Cet article a pourtant été modifié par une loi du 13 juillet 1980.
Depuis, la mention « bon ou approuvé » n’est plus requise, l’inscription manuscrite en cas de reconnaissance de dette se limitant à l’écriture de la somme ou la quantité de la chose faisant l’objet de l’engagement, outre la signature de celui qui souscrit (cf. article 1376 du Code civil).
Position de la Jurisprudence et de la doctrine
Même avant l’abrogation de l’article 1326 du Code civil lors de la réforme du droit des contrats en 2016, la jurisprudence était claire sur le fait que la mention « lu et approuvé » n’a pas de portée juridique.
En ce sens, un arrêt de la Cour de Cassation de 1993 souligne qu’en matière d’actes sous seing privé, cette mention « constitue une formalité dépourvue de toute portée ».
Un autre, de 2008 cette fois, précise que "en dehors des exceptions prévues par la loi, l'acte sous seing privé n'est soumis à aucune autre condition de forme que la signature de ceux qui s'y obligent ».
Mieux encore, le défaut de la mention « Lu et approuvé » précédant la signature n’est pas retenu comme un indice prouvant le défaut de consentement à l’acte en cause (Cass. 2e civ. 17-1-2019 n° 18-11.061 D).
Néanmoins, le Ministère de la Justice a publié dans le journal officiel du Sénat du 22 juillet 1993 que « si la formule " Lu et approuvé ", a l'avantage, en pratique, d'appeler l'attention du signataire d'un acte sous seing privé sur l'importance de son geste, cette mention a toujours été considérée du moins en ce qui concerne les contrats synallagmatiques comme une formule de pure faculté dont l'apposition n'est requise ni pour valider l'acte ni comme élément de preuve et ne saurait a fortiori suppléer l'absence de signature des parties. »
La seule portée de cette inscription, en pratique, consiste donc en une prise de conscience plus importante de l’engagement du cocontractant.
En effet, il résulte de la loi de 1980 et de la jurisprudence que la seule condition de forme des actes sous seing privé, en dehors des exceptions prévues par la loi, est la signature des parties.
Résurgence de la mention
La loi ne prévoit que de rares hypothèses dans lesquelles la mention lu et approuvé est obligatoire.

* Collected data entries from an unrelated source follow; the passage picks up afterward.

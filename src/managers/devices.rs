use crate::constants::history::DEFAULT_LANGUAGE;
use crate::constants::pagination::PAGE_SIZE;
use crate::errors::ToolError;
use crate::managers::json_text;
use crate::models::Record;
use crate::services::insights::{DeviceInsights, OnlineTimeReport};
use crate::services::iot_client::IotClient;
use crate::services::logger::Logger;
use crate::services::tool_executor::ToolHandler;
use crate::services::validation::Validation;
use crate::utils::codes;
use crate::utils::text::{display_value, field, rule};
use crate::utils::time_format::format_timestamp;
use serde_json::{json, Value};
use std::sync::Arc;

pub const DEVICE_TOOLS: &[&str] = &[
    "list_devices",
    "list_devices_formatted",
    "get_device_details",
    "get_device_latest_online_time",
    "power_switch",
    "query_device_resources",
];

/// Resource fields shown in the device detail report, in display order.
const RESOURCE_FIELDS: &[(&str, &str)] = &[
    ("ICCID", "iccId"),
    ("Phone Number", "phoneNum"),
    ("SIM Number", "simNum"),
    ("Battery Level", "battery"),
    ("Signal Strength", "signalStrength"),
    ("RSRP", "rsrp"),
    ("RSRQ", "rsrq"),
    ("SNR", "snr"),
    ("MCU Version", "mcuVersion"),
    ("SDK Version", "sdkVer"),
    ("Firmware Version", "version"),
    ("Voltage", "voltage"),
    ("Free Memory", "memoryFree"),
    ("Communication Protocol Version", "comProtocolVer"),
    ("Data Protocol Version", "dataProtocolVer"),
    ("Locator", "locator"),
    ("Log Enable", "logEnable"),
    ("Log Level", "logLevel"),
    ("Mobile Country Code (MCC)", "mcc"),
    ("Mobile Network Code (MNC)", "mnc"),
    ("Cell ID", "cellId"),
    ("Location Area Code (LAC)", "lac"),
];

/// `on` (any case) switches on; every other value switches off.
pub fn parse_switch_state(raw: &str) -> bool {
    raw.trim().eq_ignore_ascii_case("on")
}

#[derive(Clone)]
pub struct DeviceManager {
    logger: Logger,
    validation: Validation,
    client: Arc<IotClient>,
    insights: Arc<DeviceInsights>,
}

impl DeviceManager {
    pub fn new(
        logger: Logger,
        validation: Validation,
        client: Arc<IotClient>,
        insights: Arc<DeviceInsights>,
    ) -> Self {
        Self {
            logger: logger.child("devices"),
            validation,
            client,
            insights,
        }
    }

    fn device_keys(&self, args: &Value) -> Result<(String, String), ToolError> {
        Ok((
            self.validation.required_string(args, "product_key")?,
            self.validation.required_string(args, "device_key")?,
        ))
    }

    fn page_size(&self, args: &Value) -> Result<usize, ToolError> {
        Ok(self
            .validation
            .positive_u32(args, "page_size", PAGE_SIZE as u32)? as usize)
    }

    async fn list_devices(&self, args: &Value) -> Result<String, ToolError> {
        let product_key = self.validation.required_string(args, "product_key")?;
        let devices = self
            .client
            .list_devices(&product_key, self.page_size(args)?)
            .await?;
        json_text(&devices)
    }

    async fn list_devices_formatted(&self, args: &Value) -> Result<String, ToolError> {
        let product_key = self.validation.required_string(args, "product_key")?;
        let devices = self
            .client
            .list_devices_with_formatted_time(&product_key, self.page_size(args)?)
            .await?;
        if devices.is_empty() {
            return Ok(format!("No devices found for product key: {}", product_key));
        }
        let mut lines = vec![
            format!(
                "Device list for product {} (total: {} devices):",
                product_key,
                devices.len()
            ),
            rule(60),
        ];
        for (index, device) in devices.iter().enumerate() {
            lines.push(render_device_row(index + 1, device));
        }
        Ok(lines.join("\n"))
    }

    async fn get_device_details(&self, args: &Value) -> Result<String, ToolError> {
        let (product_key, device_key) = self.device_keys(args)?;
        let detail = self
            .client
            .get_device_detail(&product_key, &device_key)
            .await?;
        let resources = self
            .client
            .query_device_resources(&product_key, &device_key, DEFAULT_LANGUAGE)
            .await;
        if let Err(err) = &resources {
            self.logger.warn(
                "resources unavailable for device detail",
                Some(&json!({ "deviceKey": device_key, "error": err.message })),
            );
        }
        Ok(render_device_detail(&detail, &resources))
    }

    async fn get_device_latest_online_time(&self, args: &Value) -> Result<String, ToolError> {
        let (product_key, device_key) = self.device_keys(args)?;
        let report = self
            .insights
            .latest_online_time(&product_key, &device_key)
            .await;
        Ok(render_online_time(&report))
    }

    async fn power_switch(&self, args: &Value) -> Result<String, ToolError> {
        let (product_key, device_key) = self.device_keys(args)?;
        let on_off = self.validation.required_string(args, "on_off")?;
        self.client
            .power_switch(&product_key, &device_key, parse_switch_state(&on_off))
            .await?;
        Ok("Success".to_string())
    }

    async fn query_device_resources(&self, args: &Value) -> Result<String, ToolError> {
        let (product_key, device_key) = self.device_keys(args)?;
        let language = self.validation.language(args)?;
        let resources = self
            .client
            .query_device_resources(&product_key, &device_key, &language)
            .await?;
        if resources.is_empty() {
            return Ok("No device resources found or an error occurred.".to_string());
        }
        let mut lines = vec!["Device Resource Information:".to_string(), rule(20)];
        for (key, value) in resources.iter() {
            lines.push(format!("{}: {}", key, display_value(Some(value), "None")));
        }
        Ok(lines.join("\n"))
    }
}

fn render_device_row(index: usize, device: &Record) -> String {
    let raw = |key: &str| display_value(device.get(key), "None");
    format!(
        "\n{index}. {name}\n   Device Key: {key}\n   Product Key: {product}\n   Serial Number: {sn}\n   Status: {status} ({status_raw})\n   Activated: {activated} ({activated_raw})\n   Virtual Device: {virt} ({virt_raw})\n   Verification Status: {verified} ({verified_raw})\n   Auth Mode: {auth} ({auth_raw})\n   Data Format: {fmt} ({fmt_raw})\n   Created Time: {created}\n   Activated Time: {actived}\n   First Connection Time: {first_conn}\n   Last Connection Time: {last_conn}\n   Last Offline Time: {last_offline}\n   Last Update: {updated}\n   Raw Timestamps: Created={r_created}, Activated={r_actived}, Updated={r_updated}, First Connection={r_first}, Last Connection={r_last}, Last Offline={r_offline}\n",
        index = index,
        name = field(device, "deviceName", "Unknown"),
        key = field(device, "deviceKey", "N/A"),
        product = field(device, "productKey", "N/A"),
        sn = field(device, "sn", "N/A"),
        status = codes::online_status(device.get("deviceStatus")),
        status_raw = raw("deviceStatus"),
        activated = if codes::is_set(device.get("isActived")) { "✓" } else { "✗" },
        activated_raw = raw("isActived"),
        virt = codes::yes_no(device.get("isVirtual")),
        virt_raw = raw("isVirtual"),
        verified = if codes::is_set(device.get("isVerified")) { "Verified" } else { "Not Verified" },
        verified_raw = raw("isVerified"),
        auth = codes::auth_mode(device.get("authMode")),
        auth_raw = raw("authMode"),
        fmt = codes::data_format(device.get("dataFmt")),
        fmt_raw = raw("dataFmt"),
        created = field(device, "formattedCreateTime", "N/A"),
        actived = field(device, "formattedActivedTime", "N/A"),
        first_conn = format_timestamp(device.get("firstConnTime")),
        last_conn = format_timestamp(device.get("lastConnTime")),
        last_offline = format_timestamp(device.get("lastOfflineTime")),
        updated = field(device, "formattedUpdateTime", "N/A"),
        r_created = raw("createTime"),
        r_actived = raw("activedTime"),
        r_updated = raw("updateTime"),
        r_first = raw("firstConnTime"),
        r_last = raw("lastConnTime"),
        r_offline = raw("lastOfflineTime"),
    )
}

fn render_device_detail(detail: &Record, resources: &Result<Record, ToolError>) -> String {
    let f = |key: &str| field(detail, key, "N/A");
    let activation = if codes::is_set(detail.get("isActived")) {
        "Activated"
    } else {
        "Not Activated"
    };
    let verification = if codes::is_set(detail.get("isVerified")) {
        "Verified"
    } else {
        "Not Verified"
    };
    let mut text = format!(
        "\nDevice Detailed Information (Enhanced Detail API):\n{rule}\nBasic Information:\nDevice Name: {name}\nDevice Key: {key}\nSerial Number: {sn}\nProduct Key: {product}\n\nStatus Information:\nDevice Status: {status} ({online})\nActivation Status: {activation}\nVerification Status: {verification}\nVirtual Device: {virt}\n\nTime Information (UTC and UTC+8 timezone):\nCreated Time: {created}\nActivated Time: {actived}\nFirst Connection: {first}\nLast Connection: {last}\nLast Offline: {offline}\nData Update: {updated}\n\nTechnical Parameters:\nData Format: {fmt} ({fmt_label})\nAuth Mode: {auth} ({auth_label})\n\nRaw Timestamps:\nCreated: {r_created}\nActivated: {r_actived}\nFirst Connection: {r_first}\nLast Connection: {r_last}\nLast Offline: {r_offline}\nUpdated: {r_updated}\n",
        rule = rule(42),
        name = f("deviceName"),
        key = f("deviceKey"),
        sn = f("sn"),
        product = f("productKey"),
        status = f("deviceStatus"),
        online = codes::online_status(detail.get("deviceStatus")),
        activation = activation,
        verification = verification,
        virt = codes::yes_no(detail.get("isVirtual")),
        created = f("formattedCreateTime"),
        actived = f("formattedActivedTime"),
        first = f("formattedFirstConnTime"),
        last = f("formattedLastConnTime"),
        offline = f("formattedLastOfflineTime"),
        updated = f("formattedUpdateTime"),
        fmt = f("dataFmt"),
        fmt_label = codes::data_format(detail.get("dataFmt")),
        auth = f("authMode"),
        auth_label = codes::auth_mode(detail.get("authMode")),
        r_created = f("createTime"),
        r_actived = f("activedTime"),
        r_first = f("firstConnTime"),
        r_last = f("lastConnTime"),
        r_offline = f("lastOfflineTime"),
        r_updated = f("updateTime"),
    );

    text.push_str("\nResource Information:\n");
    match resources {
        Ok(resources) if !resources.is_empty() => {
            for (label, key) in RESOURCE_FIELDS {
                text.push_str(&format!("{}: {}\n", label, field(resources, key, "N/A")));
            }
        }
        Ok(_) => text.push_str(
            "Unable to retrieve device resource information. Raw response: {}\n",
        ),
        Err(err) => text.push_str(&format!(
            "Unable to retrieve device resource information. Raw response: {}\n",
            err.display_text()
        )),
    }
    text
}

fn render_online_time(report: &OnlineTimeReport) -> String {
    let formatted = |millis: Option<i64>| format_timestamp(millis.map(Value::from).as_ref());
    format!(
        "\nDevice Latest Online Time Analysis (Enhanced):\n{rule}\nDevice Key: {key}\n\nData Source Comparison:\n- Device Update Time: {update}\n- Last Connection Time: {last_conn}\n- Location Service Time: {location}\n\nFinal Result:\n- Latest Online Time: {latest}\n- Data Source: {source}\n- Raw Timestamp: {raw}\n\nData Source Description:\n- device_update: From device overview API updateTime\n- last_connection: From device detail API lastConnTime (more accurate)\n- location: From location service API locateTime\n- System automatically selects the latest time as final result\n",
        rule = rule(34),
        key = report.device_key,
        update = formatted(report.device_update_time),
        last_conn = formatted(report.last_conn_time),
        location = formatted(report.location_time),
        latest = formatted(report.latest_time),
        source = report.source.as_str(),
        raw = report
            .latest_time
            .map(|t| t.to_string())
            .unwrap_or_else(|| "None".to_string()),
    )
}

#[async_trait::async_trait]
impl ToolHandler for DeviceManager {
    async fn handle(&self, tool: &str, args: Value) -> Result<String, ToolError> {
        self.logger.debug(tool, None);
        match tool {
            "list_devices" => self.list_devices(&args).await,
            "list_devices_formatted" => self.list_devices_formatted(&args).await,
            "get_device_details" => self.get_device_details(&args).await,
            "get_device_latest_online_time" => self.get_device_latest_online_time(&args).await,
            "power_switch" => self.power_switch(&args).await,
            "query_device_resources" => self.query_device_resources(&args).await,
            _ => Err(crate::utils::tool_errors::unhandled_tool_error(
                "device",
                tool,
                DEVICE_TOOLS,
            )),
        }
    }
}
mod common;
use common::{test_app, ScriptedTransport, ENV_LOCK};

use iot_mcp::mcp::catalog::{list_tools, tool_names, validate_tool_args};
use iot_mcp::services::config::Settings;
use serde_json::json;
use std::collections::BTreeSet;

fn restore_env(key: &str, previous: Option<String>) {
    match previous {
        Some(value) => std::env::set_var(key, value),
        None => std::env::remove_var(key),
    }
}

#[test]
fn every_catalog_tool_has_a_handler_and_back() {
    let app = test_app(ScriptedTransport::new());
    let catalog: BTreeSet<String> = tool_names().into_iter().map(str::to_string).collect();
    let handlers: BTreeSet<String> = app.tool_executor.tool_names().into_iter().collect();
    assert_eq!(catalog, handlers);
    assert_eq!(catalog.len(), 17);
}

#[test]
fn schemas_are_closed_objects() {
    for tool in list_tools() {
        let schema = &tool.input_schema;
        assert_eq!(schema["type"], "object", "{} schema type", tool.name);
        assert_eq!(
            schema["additionalProperties"],
            false,
            "{} must reject unknown fields",
            tool.name
        );
        assert!(!tool.description.is_empty(), "{} needs a description", tool.name);
    }
}

#[test]
fn paging_arguments_must_be_positive_integers() {
    let err = validate_tool_args(
        "get_device_data_history",
        &json!({ "product_key": "pk", "device_key": "dk", "page_size": 0 }),
    )
    .unwrap_err();
    assert!(err.message.contains("/page_size"));

    let err = validate_tool_args(
        "get_device_data_history",
        &json!({ "product_key": "pk", "device_key": "dk", "page_num": "two" }),
    )
    .unwrap_err();
    assert!(err.message.contains("/page_num"));

    assert!(validate_tool_args(
        "get_device_data_history",
        &json!({ "product_key": "pk", "device_key": "dk", "page_num": 3, "direction": 2 }),
    )
    .is_ok());
}

#[tokio::test]
async fn settings_are_read_from_the_environment() {
    let _guard = ENV_LOCK.lock().await;
    let keys = ["BASE_URL", "ACCESS_KEY", "ACCESS_SECRET", "ACCESS_TOKEN"];
    let previous: Vec<Option<String>> = keys.iter().map(|key| std::env::var(key).ok()).collect();

    std::env::set_var("BASE_URL", "https://iot.example.test/");
    std::env::set_var("ACCESS_KEY", "ak-env");
    std::env::set_var("ACCESS_SECRET", "sk-env");
    std::env::remove_var("ACCESS_TOKEN");

    let settings = Settings::from_env();
    assert_eq!(settings.base_url.as_deref(), Some("https://iot.example.test"));
    assert_eq!(settings.access_key.as_deref(), Some("ak-env"));
    assert!(settings.access_token.is_none());
    assert_eq!(settings.access_keys().expect("keys").access_secret, "sk-env");

    for (key, value) in keys.iter().zip(previous) {
        restore_env(key, value);
    }
}
use std::collections::BTreeMap;

use chrono::{Duration, Months, NaiveDateTime};
use serde::Serialize;

use crate::models::{Booking, BookingStatus};

/// Status tab filter; `All` leaves rows untouched.
#[derive(Debug, Clone, Copy, PartialEq, Eq, Default)]
pub enum StatusFilter {
    #[default]
    All,
    Only(BookingStatus),
}

impl StatusFilter {
    /// `"all"` (or anything unparseable) is the no-op filter.
    pub fn parse(s: &str) -> Self {
        match BookingStatus::parse(s) {
            Some(status) => StatusFilter::Only(status),
            None => StatusFilter::All,
        }
    }
}

#[derive(Debug, Clone, Copy, PartialEq, Eq, Default)]
pub enum DateRange {
    Today,
    Week,
    Month,
    #[default]
    All,
}

impl DateRange {
    pub fn parse(s: &str) -> Self {
        match s {
            "today" => DateRange::Today,
            "week" => DateRange::Week,
            "month" => DateRange::Month,
            _ => DateRange::All,
        }
    }
}

impl DateRange {
    /// Inclusive lower bound on `created_at` relative to `now`; `None` means
    /// unbounded. Kept separate from the query so it can be tested on its own.
    pub fn lower_bound(&self, now: NaiveDateTime) -> Option<NaiveDateTime> {
        match self {
            DateRange::Today => now.date().and_hms_opt(0, 0, 0),
            DateRange::Week => Some(now - Duration::days(7)),
            DateRange::Month => now.checked_sub_months(Months::new(1)),
            DateRange::All => None,
        }
    }
}

#[derive(Debug, Clone, Copy, PartialEq, Eq, Default)]
pub enum SortBy {
    /// Newest first.
    #[default]
    CreatedAt,
    /// Highest amount first.
    Amount,
    /// Lexicographic ascending on the status name.
    Status,
}

impl SortBy {
    pub fn parse(s: &str) -> Self {
        match s {
            "amount" => SortBy::Amount,
            "status" => SortBy::Status,
            _ => SortBy::CreatedAt,
        }
    }
}

#[derive(Debug, Clone, Default)]
pub struct BookingQuery {
    pub status: StatusFilter,
    pub date_range: DateRange,
    pub sort: SortBy,
    /// Free-text match on service name, counterpart name, or id substring.
    pub search: Option<String>,
}

/// Per-status counts over the unfiltered input, so tab badges stay stable
/// while the user flips filters.
#[derive(Debug, Clone, Default, PartialEq, Serialize)]
pub struct QueryStats {
    pub total: usize,
    pub by_status: BTreeMap<String, usize>,
    /// Summed over COMPLETED bookings only.
    pub total_revenue: i64,
}

#[derive(Debug, Clone, Serialize)]
pub struct QueryResult {
    pub rows: Vec<Booking>,
    pub stats: QueryStats,
}

fn matches_search(booking: &Booking, needle: &str) -> bool {
    let needle = needle.to_lowercase();
    booking.service_name.to_lowercase().contains(&needle)
        || booking.customer_name.to_lowercase().contains(&needle)
        || booking
            .worker_name
            .as_deref()
            .map(|name| name.to_lowercase().contains(&needle))
            .unwrap_or(false)
        || booking.id.to_lowercase().contains(&needle)
}

pub fn compute_stats(bookings: &[Booking]) -> QueryStats {
    let mut stats = QueryStats {
        total: bookings.len(),
        ..Default::default()
    };
    for booking in bookings {
        *stats
            .by_status
            .entry(booking.status.as_str().to_string())
            .or_default() += 1;
        if booking.status == BookingStatus::Completed {
            stats.total_revenue += booking.total_amount;
        }
    }
    stats
}

/// Derives the filtered, sorted view plus summary stats from a raw booking
/// collection. Stats always reflect the full input.
pub fn run_query(bookings: &[Booking], query: &BookingQuery, now: NaiveDateTime) -> QueryResult {
    let stats = compute_stats(bookings);

    let lower_bound = query.date_range.lower_bound(now);

    let mut rows: Vec<Booking> = bookings
        .iter()
        .filter(|b| match &query.search {
            Some(needle) if !needle.trim().is_empty() => matches_search(b, needle.trim()),
            _ => true,
        })
        .filter(|b| match query.status {
            StatusFilter::All => true,
            StatusFilter::Only(status) => b.status == status,
        })
        .filter(|b| match lower_bound {
            Some(bound) => b.created_at >= bound,
            None => true,
        })
        .cloned()
        .collect();

    match query.sort {
        SortBy::CreatedAt => rows.sort_by(|a, b| b.created_at.cmp(&a.created_at)),
        SortBy::Amount => rows.sort_by(|a, b| b.total_amount.cmp(&a.total_amount)),
        SortBy::Status => rows.sort_by(|a, b| a.status.as_str().cmp(b.status.as_str())),
    }

    QueryResult { rows, stats }
}

#[cfg(test)]
mod tests {
    use super::*;
    use chrono::NaiveDateTime;

    fn dt(s: &str) -> NaiveDateTime {
        NaiveDateTime::parse_from_str(s, "%Y-%m-%d %H:%M").unwrap()
    }

    fn booking(id: &str, status: BookingStatus, amount: i64, created: &str) -> Booking {
        Booking {
            id: id.to_string(),
            customer_id: "c1".to_string(),
            customer_name: "Asha".to_string(),
            worker_id: Some("w1".to_string()),
            worker_name: Some("Ravi".to_string()),
            service_id: "s1".to_string(),
            service_name: "AC Repair".to_string(),
            scheduled_at: dt("2025-07-01 10:00"),
            address: "12 MG Road".to_string(),
            total_amount: amount,
            status,
            refunded: false,
            notes: None,
            created_at: dt(created),
            updated_at: dt(created),
            completed_at: if status == BookingStatus::Completed {
                Some(dt(created))
            } else {
                None
            },
        }
    }

    fn fixture() -> Vec<Booking> {
        vec![
            booking("b1", BookingStatus::Pending, 300, "2025-06-28 09:00"),
            booking("b2", BookingStatus::Completed, 500, "2025-06-20 09:00"),
            booking("b3", BookingStatus::Completed, 700, "2025-06-01 09:00"),
            booking("b4", BookingStatus::Cancelled, 200, "2025-06-27 09:00"),
        ]
    }

    #[test]
    fn test_date_range_lower_bounds() {
        let now = dt("2025-06-28 15:30");
        assert_eq!(
            DateRange::Today.lower_bound(now),
            Some(dt("2025-06-28 00:00"))
        );
        assert_eq!(DateRange::Week.lower_bound(now), Some(dt("2025-06-21 15:30")));
        assert_eq!(
            DateRange::Month.lower_bound(now),
            Some(dt("2025-05-28 15:30"))
        );
        assert_eq!(DateRange::All.lower_bound(now), None);
    }

    #[test]
    fn test_status_all_is_noop() {
        let now = dt("2025-06-28 15:30");
        let result = run_query(&fixture(), &BookingQuery::default(), now);
        assert_eq!(result.rows.len(), 4);
    }

    #[test]
    fn test_status_filter_exact_match() {
        let now = dt("2025-06-28 15:30");
        let query = BookingQuery {
            status: StatusFilter::Only(BookingStatus::Completed),
            ..Default::default()
        };
        let result = run_query(&fixture(), &query, now);
        assert_eq!(result.rows.len(), 2);
        assert!(result
            .rows
            .iter()
            .all(|b| b.status == BookingStatus::Completed));
    }

    #[test]
    fn test_stats_invariant_under_status_filter() {
        let now = dt("2025-06-28 15:30");
        let all = run_query(&fixture(), &BookingQuery::default(), now);
        let filtered = run_query(
            &fixture(),
            &BookingQuery {
                status: StatusFilter::Only(BookingStatus::Pending),
                ..Default::default()
            },
            now,
        );
        assert_eq!(all.stats, filtered.stats);
        assert_eq!(filtered.rows.len(), 1);
        assert_eq!(all.stats.total, 4);
        assert_eq!(all.stats.by_status.get("COMPLETED"), Some(&2));
    }

    #[test]
    fn test_revenue_counts_completed_only() {
        let stats = compute_stats(&fixture());
        assert_eq!(stats.total_revenue, 1200);
    }

    #[test]
    fn test_week_range_inclusive_lower_bound() {
        let now = dt("2025-06-28 15:30");
        let mut bookings = fixture();
        // Exactly on the boundary: 7 days before now.
        bookings.push(booking(
            "b5",
            BookingStatus::Pending,
            100,
            "2025-06-21 15:30",
        ));
        let query = BookingQuery {
            date_range: DateRange::Week,
            ..Default::default()
        };
        let result = run_query(&bookings, &query, now);
        let ids: Vec<&str> = result.rows.iter().map(|b| b.id.as_str()).collect();
        assert!(ids.contains(&"b5"));
        assert!(ids.contains(&"b1"));
        assert!(ids.contains(&"b4"));
        assert!(!ids.contains(&"b2"));
        assert!(!ids.contains(&"b3"));
    }

    #[test]
    fn test_default_sort_newest_first() {
        let now = dt("2025-06-28 15:30");
        let result = run_query(&fixture(), &BookingQuery::default(), now);
        let ids: Vec<&str> = result.rows.iter().map(|b| b.id.as_str()).collect();
        assert_eq!(ids, vec!["b1", "b4", "b2", "b3"]);
    }

    #[test]
    fn test_sort_by_amount_descending() {
        let now = dt("2025-06-28 15:30");
        let query = BookingQuery {
            sort: SortBy::Amount,
            ..Default::default()
        };
        let result = run_query(&fixture(), &query, now);
        let amounts: Vec<i64> = result.rows.iter().map(|b| b.total_amount).collect();
        assert_eq!(amounts, vec![700, 500, 300, 200]);
    }

    #[test]
    fn test_sort_by_status_lexicographic() {
        let now = dt("2025-06-28 15:30");
        let query = BookingQuery {
            sort: SortBy::Status,
            ..Default::default()
        };
        let result = run_query(&fixture(), &query, now);
        let statuses: Vec<&str> = result.rows.iter().map(|b| b.status.as_str()).collect();
        let mut sorted = statuses.clone();
        sorted.sort();
        assert_eq!(statuses, sorted);
    }

    #[test]
    fn test_search_composes_with_filters() {
        let now = dt("2025-06-28 15:30");
        let mut bookings = fixture();
        bookings[0].service_name = "Plumbing".to_string();

        let query = BookingQuery {
            search: Some("ac repair".to_string()),
            status: StatusFilter::Only(BookingStatus::Completed),
            ..Default::default()
        };
        let result = run_query(&bookings, &query, now);
        // b1 matches status filter chain but not the search; b2/b3 match both.
        assert_eq!(result.rows.len(), 2);

        // Id substring search.
        let query = BookingQuery {
            search: Some("b4".to_string()),
            ..Default::default()
        };
        let result = run_query(&bookings, &query, now);
        assert_eq!(result.rows.len(), 1);
        assert_eq!(result.rows[0].id, "b4");
    }

    #[test]
    fn test_query_is_idempotent() {
        let now = dt("2025-06-28 15:30");
        let bookings = fixture();
        let first = run_query(&bookings, &BookingQuery::default(), now);
        let second = run_query(&bookings, &BookingQuery::default(), now);
        assert_eq!(first.stats, second.stats);
        assert_eq!(
            first.rows.iter().map(|b| &b.id).collect::<Vec<_>>(),
            second.rows.iter().map(|b| &b.id).collect::<Vec<_>>()
        );
    }
}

A titre d’exemple, la circulaire DGT n°2008 du 22 juillet 2008 prévoit que pour la rupture conventionnelle d’un contrat à durée indéterminée, « il est impératif pour chacune des parties de dater, signer et porter la mention « lu et approuvé » de façon manuscrite ».
En ce sens, la Cour d’appel de Lyon a estimé dans un arrêt du 23 septembre 2011 que pour être valable, la convention de rupture doit être datée, signée par les deux parties avec la mention « lu et approuvé », car ces mentions sont de nature à s’assurer du consentement des parties sur les dispositions de la convention.
Pour les autres les actes sous seing privé donc, la mention « lu et approuvé » n’a donc guère de valeur juridique et semble surtout intervenir en tant que mesure de précaution ou de renforcer l’attention de son co-contractant sur l’importance de l’acte qu’il signe.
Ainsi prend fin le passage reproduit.